Desde os aspectos mais pragmáticos da intervenção, por exemplo, o tempo de duração de uma sessão, ou o facto da mesma poder ser repartida no decorrer do seu tempo de sessão. Mas também outros aspectos que dizem mais respeito à relação terapêutica, variável considerada fundamental no processo psicoterapêutico, e vista como responsável em parte significativa do resultado positivo do próprio processo. São muitas os aspectos que alguns profissionais de saúde na área da saúde mental sentem que não estão suficientemente capacitados para ter de lidar. Nomeadamente, no que diz respeito ao estabelecer uma relação terapêutica com uma pessoa autista adulta. Penso inclusive que parte desta dificuldade possa advir do próprio facto do terapeuta pensar que a pessoa autista se necessita de adaptar ao processo. Ou seja, que a própria pessoa autista necessita de adquirir outras competências de empatia para que possa estar mais disponível para o processo psicoterapêutico. Quando na verdade deve ser precisamente o próprio processo que se deve adaptar à pessoa. E isso implica que o próprio terapeuta também faça esse trabalho.


Contudo, quando procuramos por informação relativamente ao processo psicoterapêutico para a pessoa autista adulta, verificamos que a escassez de artigos reflecte aquilo que referi nos parágrafos anteriores. Mas também os poucos artigos que existem neste campo continuam a centrar-se em muito em usar protocolos de intervenção standardizados para a Ansiedade, Depressão e outros diagnósticos, sem que os mesmo tenham sido pensados e adaptados para as pessoas autistas adultas.
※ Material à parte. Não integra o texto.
//! Where the reader keeps its files, resolved with the `dirs` crate.
//!
//! ```text
//! <config>/read-aloud/settings.toml      ReaderConfig (TOML)
//! <data>/read-aloud/library.json         book records, encodings, positions
//! <data>/read-aloud/books/<sha256>       imported book bytes, never re-encoded
//! ```
//!
//! `<config>` is `%APPDATA%`, `~/Library/Application Support` or
//! `~/.config`; `<data>` is `%LOCALAPPDATA%`, `~/Library/Application Support`
//! or `~/.local/share`. Settings can be deleted to reset the reader without
//! losing the library.

use std::path::{Path, PathBuf};

/// Resolved locations of the reader's settings and library.
#[derive(Debug, Clone)]
pub struct AppPaths {
    /// Holds `settings.toml` only.
    pub config_dir: PathBuf,
    pub settings_file: PathBuf,
    /// Root of the library: `library.json` and `books/`.
    pub data_dir: PathBuf,
    /// One JSON object per book, keyed by its content hash.
    pub library_file: PathBuf,
    /// One file per imported book, named by its content hash, so importing
    /// the same bytes twice reuses the record.
    pub books_dir: PathBuf,
}

impl AppPaths {
    const APP_NAME: &'static str = "read-aloud";

    /// Platform directories, or the working directory when the platform has
    /// none.
    pub fn new() -> Self {
        let config_root = dirs::config_dir().unwrap_or_else(|| PathBuf::from("."));
        let data_root = dirs::data_local_dir().unwrap_or_else(|| PathBuf::from("."));
        Self::under(&config_root, &data_root)
    }

    /// The same layout below explicit roots.
    pub fn under(config_root: &Path, data_root: &Path) -> Self {
        let config_dir = config_root.join(Self::APP_NAME);
        let data_dir = data_root.join(Self::APP_NAME);

        Self {
            settings_file: config_dir.join("settings.toml"),
            library_file: data_dir.join("library.json"),
            books_dir: data_dir.join("books"),
            config_dir,
            data_dir,
        }
    }
}

impl Default for AppPaths {
    fn default() -> Self {
        Self::new()
    }
}

#[cfg(test)]
mod tests {
    use super::*;

    #[test]
    fn platform_paths_end_in_reader_files() {
        let paths = AppPaths::new();
        assert!(paths
            .settings_file
            .file_name()
            .is_some_and(|n| n == "settings.toml"));
        assert!(paths
            .library_file
            .file_name()
            .is_some_and(|n| n == "library.json"));
        assert!(paths.books_dir.ends_with("read-aloud/books"));
    }

    #[test]
    fn settings_and_library_live_apart() {
        let paths = AppPaths::under(Path::new("/cfg"), Path::new("/data"));
        assert_eq!(paths.settings_file, Path::new("/cfg/read-aloud/settings.toml"));
        assert_eq!(paths.library_file, Path::new("/data/read-aloud/library.json"));
        assert_eq!(paths.books_dir, Path::new("/data/read-aloud/books"));
        assert!(paths.library_file.starts_with(&paths.data_dir));
        assert!(!paths.settings_file.starts_with(&paths.data_dir));
    }
}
Sinto que nada disto é por acaso ou falta de tempo. Penso que em boa parte diz respeito ao facto de durante muitos e bons anos não se ter pensado no autismo na pessoa adulta. E ainda hoje se pensar no autismo na pessoa adulta como um prolongamento daquilo que se pensa na criança e adolescente. E claramente as pessoas adultas, nomeadamente as pessoas autistas, sentem necessidades especificas desta altura da sua vida e que em alguns casos não sentem uma ressonância no processo psicoterapêutico.